## Task
Among the entries below, find the lines that hold the word "format" and report them.

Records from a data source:

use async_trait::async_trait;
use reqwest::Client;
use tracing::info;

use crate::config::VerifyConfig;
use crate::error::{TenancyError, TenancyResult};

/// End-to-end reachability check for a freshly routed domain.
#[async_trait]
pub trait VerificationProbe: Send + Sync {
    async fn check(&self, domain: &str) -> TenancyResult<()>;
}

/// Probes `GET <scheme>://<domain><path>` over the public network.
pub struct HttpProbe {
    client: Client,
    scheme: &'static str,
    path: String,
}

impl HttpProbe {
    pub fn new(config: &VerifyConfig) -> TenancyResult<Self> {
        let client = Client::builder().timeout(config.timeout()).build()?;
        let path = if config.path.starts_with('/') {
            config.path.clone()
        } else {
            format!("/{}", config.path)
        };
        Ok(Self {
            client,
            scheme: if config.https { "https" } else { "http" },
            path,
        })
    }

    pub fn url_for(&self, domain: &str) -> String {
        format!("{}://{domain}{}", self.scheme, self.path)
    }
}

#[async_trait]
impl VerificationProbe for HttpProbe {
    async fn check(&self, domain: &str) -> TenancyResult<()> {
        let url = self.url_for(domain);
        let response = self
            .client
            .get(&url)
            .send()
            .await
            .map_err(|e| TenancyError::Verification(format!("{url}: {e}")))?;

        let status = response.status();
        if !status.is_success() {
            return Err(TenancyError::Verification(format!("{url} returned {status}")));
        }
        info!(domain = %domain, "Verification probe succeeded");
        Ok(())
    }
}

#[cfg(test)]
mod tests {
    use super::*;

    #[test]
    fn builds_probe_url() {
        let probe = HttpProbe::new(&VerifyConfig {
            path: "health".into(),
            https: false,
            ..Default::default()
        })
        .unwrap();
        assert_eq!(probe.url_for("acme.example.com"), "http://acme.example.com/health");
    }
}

## Task output
            format!("/{}", config.path)
        format!("{}://{domain}{}", self.scheme, self.path)
            .map_err(|e| TenancyError::Verification(format!("{url}: {e}")))?;
            return Err(TenancyError::Verification(format!("{url} returned {status}")));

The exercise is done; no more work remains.